— Task statement —
What lines in the records include the string "BrokerConfig"? Return each one.

------------------------------------------------------------

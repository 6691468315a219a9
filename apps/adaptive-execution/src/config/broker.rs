//! Broker configuration.

use std::time::Duration;

use serde::{Deserialize, Serialize};

use super::execution::default_true;
use crate::infrastructure::broker::alpaca::{AlpacaConfig, AlpacaEnvironment, RetryConfig};
use crate::infrastructure::websocket::TradeStreamConfig;

/// The `broker` section (Alpaca).
#[derive(Debug, Clone, PartialEq, Serialize, Deserialize)]
pub struct BrokerConfig {
    /// API key.
    #[serde(default)]
    pub api_key: String,
    /// API secret.
    #[serde(default)]
    pub api_secret: String,
    /// `paper` or `live`.
    #[serde(default)]
    pub environment: AlpacaEnvironment,
    /// Replaces both REST base URLs (proxies, tests).
    #[serde(default)]
    pub base_url: Option<String>,
    /// HTTP timeout, in seconds.
    #[serde(default = "default_timeout_secs")]
    pub timeout_secs: u64,
    /// REST retry policy.
    #[serde(default)]
    pub retry: RetrySettings,
    /// Trade update stream.
    #[serde(default)]
    pub stream: StreamSettings,
}

impl BrokerConfig {
    /// Whether both credentials are set.
    #[must_use]
    pub fn has_credentials(&self) -> bool {
        !self.api_key.is_empty() && !self.api_secret.is_empty()
    }

    /// REST adapter configuration.
    #[must_use]
    pub fn to_alpaca_config(&self) -> AlpacaConfig {
        let config = AlpacaConfig::new(
            self.api_key.clone(),
            self.api_secret.clone(),
            self.environment,
        )
        .with_timeout(Duration::from_secs(self.timeout_secs))
        .with_retry(self.retry.to_retry_config());

        match &self.base_url {
            Some(url) => config.with_base_url(url.clone()),
            None => config,
        }
    }

    /// Stream configuration, or `None` when streaming is off or credentials
    /// are missing.
    #[must_use]
    pub fn to_stream_config(&self) -> Option<TradeStreamConfig> {
        if !self.stream.enabled || !self.has_credentials() {
            return None;
        }

        let mut config = TradeStreamConfig::new(
            self.api_key.clone(),
            self.api_secret.clone(),
            self.environment,
        );
        config.initial_backoff = Duration::from_millis(self.stream.initial_backoff_ms);
        config.max_backoff = Duration::from_millis(self.stream.max_backoff_ms);
        config.max_reconnect_attempts = self.stream.max_reconnect_attempts;
        if let Some(url) = &self.stream.url {
            config = config.with_url(url.clone());
        }
        Some(config)
    }
}

impl Default for BrokerConfig {
    fn default() -> Self {
        Self {
            api_key: String::new(),
            api_secret: String::new(),
            environment: AlpacaEnvironment::Paper,
            base_url: None,
            timeout_secs: default_timeout_secs(),
            retry: RetrySettings::default(),
            stream: StreamSettings::default(),
        }
    }
}

/// REST retry settings.
#[derive(Debug, Clone, PartialEq, Serialize, Deserialize)]
pub struct RetrySettings {
    /// Attempts, the first one included.
    #[serde(default = "default_retry_attempts")]
    pub max_attempts: u32,
    /// First backoff, in milliseconds.
    #[serde(default = "default_retry_initial_ms")]
    pub initial_backoff_ms: u64,
    /// Backoff cap, in milliseconds.
    #[serde(default = "default_retry_max_ms")]
    pub max_backoff_ms: u64,
}

impl RetrySettings {
    fn to_retry_config(&self) -> RetryConfig {
        RetryConfig {
            max_attempts: self.max_attempts,
            initial_backoff: Duration::from_millis(self.initial_backoff_ms),
            max_backoff: Duration::from_millis(self.max_backoff_ms),
            ..RetryConfig::default()
        }
    }
}

impl Default for RetrySettings {
    fn default() -> Self {
        Self {
            max_attempts: default_retry_attempts(),
            initial_backoff_ms: default_retry_initial_ms(),
            max_backoff_ms: default_retry_max_ms(),
        }
    }
}

/// Trade update stream settings.
#[derive(Debug, Clone, PartialEq, Eq, Serialize, Deserialize)]
pub struct StreamSettings {
    /// Use push updates when credentials are available.
    #[serde(default = "default_true")]
    pub enabled: bool,
    /// Replaces the environment's stream URL.
    #[serde(default)]
    pub url: Option<String>,
    /// First reconnect backoff, in milliseconds.
    #[serde(default = "default_stream_initial_ms")]
    pub initial_backoff_ms: u64,
    /// Reconnect backoff cap, in milliseconds.
    #[serde(default = "default_stream_max_ms")]
    pub max_backoff_ms: u64,
    /// Reconnects before giving up.
    #[serde(default = "default_stream_reconnects")]
    pub max_reconnect_attempts: u32,
}

impl Default for StreamSettings {
    fn default() -> Self {
        Self {
            enabled: true,
            url: None,
            initial_backoff_ms: default_stream_initial_ms(),
            max_backoff_ms: default_stream_max_ms(),
            max_reconnect_attempts: default_stream_reconnects(),
        }
    }
}

const fn default_timeout_secs() -> u64 {
    30
}

const fn default_retry_attempts() -> u32 {
    3
}

const fn default_retry_initial_ms() -> u64 {
    100
}

const fn default_retry_max_ms() -> u64 {
    10_000
}

const fn default_stream_initial_ms() -> u64 {
    500
}

const fn default_stream_max_ms() -> u64 {
    60_000
}

const fn default_stream_reconnects() -> u32 {
    10
}
//! Alpaca Markets Adapters
//!
//! REST integration for the Alpaca trading and market data APIs with:
//! - Retry logic with exponential backoff
//! - Environment-aware warnings (paper vs live)
//! - Broker payloads normalized into domain orders

mod adapter;
mod api_types;
mod config;
mod error;
mod http_client;

pub use adapter::AlpacaGateway;
pub(crate) use api_types::{parse_optional_decimal, parse_order_status};
pub use config::{AlpacaConfig, AlpacaEndpoints, AlpacaEnvironment, RetryConfig};
pub use error::AlpacaError;
pub use http_client::{AlpacaApi, AlpacaHttpClient};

------------------------------------------------------------

— Written solution —
pub struct BrokerConfig {
impl BrokerConfig {
impl Default for BrokerConfig {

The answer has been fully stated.